ACE is part of a broader effort launched last year, when Intel and AMD joined forces to reinforce and modernize the x86 ecosystem through the x86 Ecosystem Advisory Group. The goal is straightforward: create a more unified, standardized set of capabilities across x86 so developers can count on consistent features, better compatibility, and a clearer path to future requirements. Alongside other initiatives like FRED, AVX10, and ChkTag, ACE is positioned as a key building block for x86 in the AI era.

With the newly published ACE whitepaper, Intel and AMD outline how they’ve aligned on a shared ACE instruction set approach that brings standardized matrix acceleration capabilities to x86. This alignment matters because it reduces fragmentation and helps ensure that developers can target a common model for acceleration rather than dealing with vendor-specific differences. Both companies also signal ongoing cooperation on the future roadmap for ACE and AVX10, aiming to capture new opportunities in AI as well as in other performance-heavy workloads.

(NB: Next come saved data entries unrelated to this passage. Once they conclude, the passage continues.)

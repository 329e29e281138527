//! Command-line interface, clap-based.
//!
//! Two mutually exclusive operations: `get` (read-only query of the boot
//! configuration) and `set` (stage a new order, with or without an
//! immediate reboot). Connection flags are global and override the
//! configuration file.

use clap::{Parser, Subcommand};

/// bootseq — configure a server's BIOS boot order through its management
/// controller and drive the change to completion.
#[derive(Debug, Parser)]
#[command(name = "bootseq", version, about)]
pub struct Cli {
    #[command(subcommand)]
    pub command: Command,

    /// Controller host name or IP address.
    #[arg(long, global = true)]
    pub host: Option<String>,

    /// Controller user name.
    #[arg(long, short = 'u', global = true)]
    pub username: Option<String>,

    /// Controller password.
    #[arg(long, short = 'p', global = true)]
    pub password: Option<String>,

    /// Session token; replaces basic auth when set.
    #[arg(long, global = true)]
    pub token: Option<String>,

    /// Skip TLS certificate verification (for controllers with self-signed
    /// certificates).
    #[arg(long, global = true, default_value_t = false)]
    pub insecure: bool,
}

#[derive(Debug, Subcommand)]
pub enum Command {
    /// Print the current boot mode and boot order.
    Get,

    /// Stage a new boot order and schedule the configuration job.
    Set {
        /// Comma-separated boot-device identifiers, highest priority first.
        devices: String,

        /// Reboot the server now and poll the job to completion. Without
        /// this flag the job stays scheduled and executes on the next
        /// manual reboot.
        #[arg(long)]
        reboot: bool,
    },
}
//! Read-only view of the current boot configuration, for the `get`
//! command: the boot mode plus the boot-source entries in controller
//! order.

use serde_json::Value;

use crate::error::Error;
use crate::redfish::{BootMode, Management};

#[derive(Debug, Clone)]
pub struct BootInventory {
    pub mode: BootMode,
    pub entries: Vec<Value>,
}

/// Fetch the boot mode and the matching boot sequence.
pub async fn boot_inventory(api: &impl Management) -> Result<BootInventory, Error> {
    let mode = api.boot_mode().await?;
    let entries = api.boot_sources(mode).await?;
    Ok(BootInventory { mode, entries })
}

impl BootInventory {
    /// Render one line per entry field, entries separated by blank lines,
    /// in the order the controller reported them.
    pub fn render(&self) -> String {
        let mut out = format!("Current {} boot order:\n", self.mode);
        for entry in &self.entries {
            out.push('\n');
            match entry.as_object() {
                Some(fields) => {
                    for (key, value) in fields {
                        out.push_str(&format!("  {key}: {value}\n"));
                    }
                }
                None => out.push_str(&format!("  {entry}\n")),
            }
        }
        out
    }
}
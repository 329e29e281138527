//! Configuration loaded from `bootseq.toml`.
//!
//! Values absent from the file fall back to defaults. The environment
//! variables `BOOTSEQ_PASSWORD` and `BOOTSEQ_TOKEN` take precedence over
//! the file, and CLI flags take precedence over both.

use anyhow::Result;
use serde::Deserialize;
use std::path::Path;

use crate::cli::Cli;
use crate::error::Error;
use crate::redfish::Credentials;

/// Top-level configuration from `bootseq.toml`.
#[derive(Debug, Clone, Deserialize)]
pub struct BootseqConfig {
    /// Controller host name or IP address.
    #[serde(default)]
    pub host: String,

    /// Controller user name.
    #[serde(default = "default_username")]
    pub username: String,

    /// Controller password.
    #[serde(default)]
    pub password: String,

    /// Session token; replaces basic auth when non-empty.
    #[serde(default)]
    pub token: String,

    /// Skip TLS certificate verification. Off unless the operator opts in.
    #[serde(default)]
    pub insecure: bool,

    /// Probes per reachability check.
    #[serde(default = "default_probe_count")]
    pub probe_count: u32,
}

fn default_username() -> String {
    "root".to_string()
}

fn default_probe_count() -> u32 {
    5
}

impl Default for BootseqConfig {
    fn default() -> Self {
        Self {
            host: String::new(),
            username: default_username(),
            password: String::new(),
            token: String::new(),
            insecure: false,
            probe_count: default_probe_count(),
        }
    }
}

/// Fully resolved connection parameters for one run.
#[derive(Debug, Clone)]
pub struct ConnectionSettings {
    pub host: String,
    pub credentials: Credentials,
    pub insecure: bool,
    pub probe_count: u32,
}

impl BootseqConfig {
    /// Load `bootseq.toml` from the current directory, falling back to
    /// defaults if the file does not exist, then apply the environment.
    pub fn load() -> Result<Self> {
        let mut config = Self::load_from(Path::new("bootseq.toml"))?;
        config.apply_env_overrides(
            std::env::var("BOOTSEQ_PASSWORD").ok(),
            std::env::var("BOOTSEQ_TOKEN").ok(),
        );
        Ok(config)
    }

    pub fn load_from(path: &Path) -> Result<Self> {
        if path.exists() {
            let contents = std::fs::read_to_string(path)?;
            Ok(toml::from_str::<BootseqConfig>(&contents)?)
        } else {
            Ok(Self::default())
        }
    }

    fn apply_env_overrides(&mut self, password: Option<String>, token: Option<String>) {
        if let Some(password) = password
            && !password.is_empty()
        {
            self.password = password;
        }
        if let Some(token) = token
            && !token.is_empty()
        {
            self.token = token;
        }
    }

    /// Merge the CLI flags over this configuration and produce the
    /// connection settings. A missing host is a configuration error.
    pub fn resolve(mut self, cli: &Cli) -> Result<ConnectionSettings, Error> {
        if let Some(host) = &cli.host {
            self.host = host.clone();
        }
        if let Some(username) = &cli.username {
            self.username = username.clone();
        }
        if let Some(password) = &cli.password {
            self.password = password.clone();
        }
        if let Some(token) = &cli.token {
            self.token = token.clone();
        }
        if cli.insecure {
            self.insecure = true;
        }
        if self.host.is_empty() {
            return Err(Error::Config(
                "no controller host configured; pass --host or set host in bootseq.toml".into(),
            ));
        }
        let token = (!self.token.is_empty()).then(|| self.token.clone());
        Ok(ConnectionSettings {
            host: self.host,
            credentials: Credentials {
                username: self.username,
                password: self.password,
                token,
            },
            insecure: self.insecure,
            probe_count: self.probe_count,
        })
    }
}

At its core, ACE is intended to provide a significant boost in matrix multiply performance compared to relying purely on traditional SIMD approaches. While SIMD instruction sets such as AVX10 can already handle matrix operations, they can run into limits around scalability and compute density. Some alternative approaches can improve performance, but they may not be as efficient or as broadly applicable. ACE is designed to address those issues by adding a more flexible and scalable matrix acceleration framework that still works smoothly with AVX10, helping software scale up without forcing developers to rely on specialized external accelerators.

Intel and AMD describe ACE as a standardized matrix acceleration architecture for x86, and the feature list reflects a strong focus on the kinds of numeric formats commonly used in AI. According to the whitepaper, ACE supports native matrix multiplication for widely used data types including INT8, BF16, and industry formats such as OCP FP8, OCP MXFP8, OCP MXINT8, and OCP MXINT8. This is important because modern AI inference and training often depend on lower-precision formats to increase throughput and improve performance per watt.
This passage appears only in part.